Beside him somewhere would be young Jamie Douglas, a powerful nobile of Scotland in his own right, yet no richer now than Lauder of the Bass because the English sat in his castle and took rent from his lands.

Hal thought of Herdmanston under a blue sky, blue as the paint they used on the Virgin’s mantle on a church wall, with the good brown earth rolling beneath it and himself between. He put himself in the tower that was his own, with a great feeling that threatened to burst his chest. But for all he tried, squeezing his eyelids tight shut, he could not rid himself of the last rotten-tooth black vision of its stones and the crow-feather smoke staining the sky like a thundercloud.

Gone and gone, like the wee house of Lauder of the Bass by now. All gone, save for the great feeling in his chest and the reason for that lay in the gathered dark, tending to a queen.
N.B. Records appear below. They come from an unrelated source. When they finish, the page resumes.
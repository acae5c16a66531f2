use super::handlers;
use super::types::{AppState, Request};
use crate::ipc::error::HandlerErr;

pub fn handle_request(state: &mut AppState, req: Request) -> serde_json::Value {
    // The calendar day can change between requests with no store push.
    state.dashboard.roll_date(&mut state.store);
    state.settle();
    let resp = dispatch(state, &req);
    // Responses go out only once every event the request caused is handled.
    state.settle();
    resp
}

fn dispatch(state: &mut AppState, req: &Request) -> serde_json::Value {
    if let Some(resp) = handlers::core::try_handle(state, req) {
        return resp;
    }
    if let Some(resp) = handlers::auth::try_handle(state, req) {
        return resp;
    }
    if let Some(resp) = handlers::dashboard::try_handle(state, req) {
        return resp;
    }
    if let Some(resp) = handlers::store::try_handle(state, req) {
        return resp;
    }

    HandlerErr::new("not_implemented", format!("unknown method: {}", req.method)).response(&req.id)
}
use crate::auth::{AuthEvent, AuthService, LocalAuth};
use crate::config::{self, Config};
use crate::controller::{Dashboard, DateSource};
use crate::store::{MemoryStore, StorePush};
use anyhow::Result;
use log::info;
use serde::Deserialize;
use std::sync::mpsc::Receiver;

#[derive(Debug, Deserialize, Clone)]
pub struct Request {
    pub id: String,
    pub method: String,
    #[serde(default)]
    pub params: serde_json::Value,
}

pub struct AppState {
    pub store: MemoryStore,
    pub auth: LocalAuth,
    pub dashboard: Dashboard,
    store_events: Receiver<StorePush>,
    auth_events: Receiver<AuthEvent>,
}

impl AppState {
    pub fn new(config: &Config) -> Result<Self> {
        let (mut store, store_events) = MemoryStore::new();
        if let Some(seed) = config.seed_file.as_deref() {
            store.load(config::load_seed(seed)?);
            info!("event=store_seeded file={}", seed.to_string_lossy());
        }

        let mut auth = LocalAuth::new(config.accounts.clone());
        let auth_events = auth.watch();

        let dates = match config.today_date()? {
            Some(date) => DateSource::Fixed(date),
            None => DateSource::System,
        };

        let mut state = Self {
            store,
            auth,
            dashboard: Dashboard::new(dates),
            store_events,
            auth_events,
        };
        state.settle();
        Ok(state)
    }

    /// Feeds queued auth changes and store pushes to the dashboard until both
    /// streams are empty. Handling an event may queue more (new subscriptions
    /// push their current value), hence the outer loop.
    pub fn settle(&mut self) {
        loop {
            let mut progressed = false;
            while let Ok(event) = self.auth_events.try_recv() {
                self.dashboard.on_auth_event(event, &mut self.store);
                progressed = true;
            }
            while let Ok(push) = self.store_events.try_recv() {
                self.dashboard.on_push(push, &mut self.store);
                progressed = true;
            }
            if !progressed {
                break;
            }
        }
    }
}
//! Backend bridge surface. The host forwards realtime backend changes here;
//! the dashboard itself never writes.

use crate::config;
use crate::ipc::error::{respond, HandlerErr};
use crate::ipc::helpers::{get_required_path, get_required_str};
use crate::ipc::types::{AppState, Request};
use log::info;
use serde_json::json;
use std::path::PathBuf;

fn store_set(
    state: &mut AppState,
    params: &serde_json::Value,
) -> Result<serde_json::Value, HandlerErr> {
    let path = get_required_path(params, "path")?;
    let Some(value) = params.get("value") else {
        return Err(HandlerErr::bad_params("missing value"));
    };
    state.store.set(&path, value.clone());
    Ok(json!({ "path": path.to_string() }))
}

fn store_remove(
    state: &mut AppState,
    params: &serde_json::Value,
) -> Result<serde_json::Value, HandlerErr> {
    let path = get_required_path(params, "path")?;
    state.store.remove(&path);
    Ok(json!({ "path": path.to_string() }))
}

fn store_get(state: &AppState, params: &serde_json::Value) -> Result<serde_json::Value, HandlerErr> {
    let path = get_required_path(params, "path")?;
    Ok(json!({
        "path": path.to_string(),
        "value": state.store.get(&path),
    }))
}

/// Replaces the whole tree from `params.data` or the JSON file at `params.file`.
fn store_load(
    state: &mut AppState,
    params: &serde_json::Value,
) -> Result<serde_json::Value, HandlerErr> {
    let data = match params.get("data") {
        Some(data) => data.clone(),
        None => {
            let file = PathBuf::from(get_required_str(params, "file")?);
            config::load_seed(&file).map_err(|e| {
                HandlerErr::new("load_failed", format!("{e:#}"))
                    .with_details(json!({ "file": file.to_string_lossy() }))
            })?
        }
    };
    state.store.load(data);
    info!("event=store_loaded");
    Ok(json!({ "loaded": true }))
}

fn store_set_connected(
    state: &mut AppState,
    params: &serde_json::Value,
) -> Result<serde_json::Value, HandlerErr> {
    let connected = params
        .get("connected")
        .and_then(|v| v.as_bool())
        .ok_or_else(|| HandlerErr::bad_params("missing connected"))?;
    state.store.set_connected(connected);
    state.auth.set_reachable(connected);
    info!("event=backend_connectivity connected={}", connected);
    Ok(json!({ "connected": connected }))
}

pub fn try_handle(state: &mut AppState, req: &Request) -> Option<serde_json::Value> {
    let result = match req.method.as_str() {
        "store.set" => store_set(state, &req.params),
        "store.remove" => store_remove(state, &req.params),
        "store.get" => store_get(state, &req.params),
        "store.load" => store_load(state, &req.params),
        "store.setConnected" => store_set_connected(state, &req.params),
        _ => return None,
    };
    Some(respond(&req.id, result))
}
He got up then, urgent with the need to see her, hold her.

He found her spreading bracken in a bower of bent hawthorn at the back of the proud tents and she straightened from the task as he approached; he saw the weariness in her.

‘How is Her Grace?’ he asked and had a Look for it, even as he drew her into the cage of his arms.

‘Stoic,’ Isabel told him, muffled against his chest, then surfaced for breath.

‘Behold, a wee love nest.’

‘Brawlie,’ he admired, trying to keep the smirk from his face and failing. She struck him lightly on the chest.

‘Less to do with your voracious appetite than not wanting to spend another minute in that wee cloister o’ weemin,’ she informed him and he nodded, sinking on to the soft bracken and feeling her stretch out the length of him.

‘Bad is it?’

‘Enough to make me consider passing time in the company of any of the men round a fire,’ she snorted and he laughed.

‘Best not, love,’ he advised. ‘I would then spend the evening fighting them all, one by one.’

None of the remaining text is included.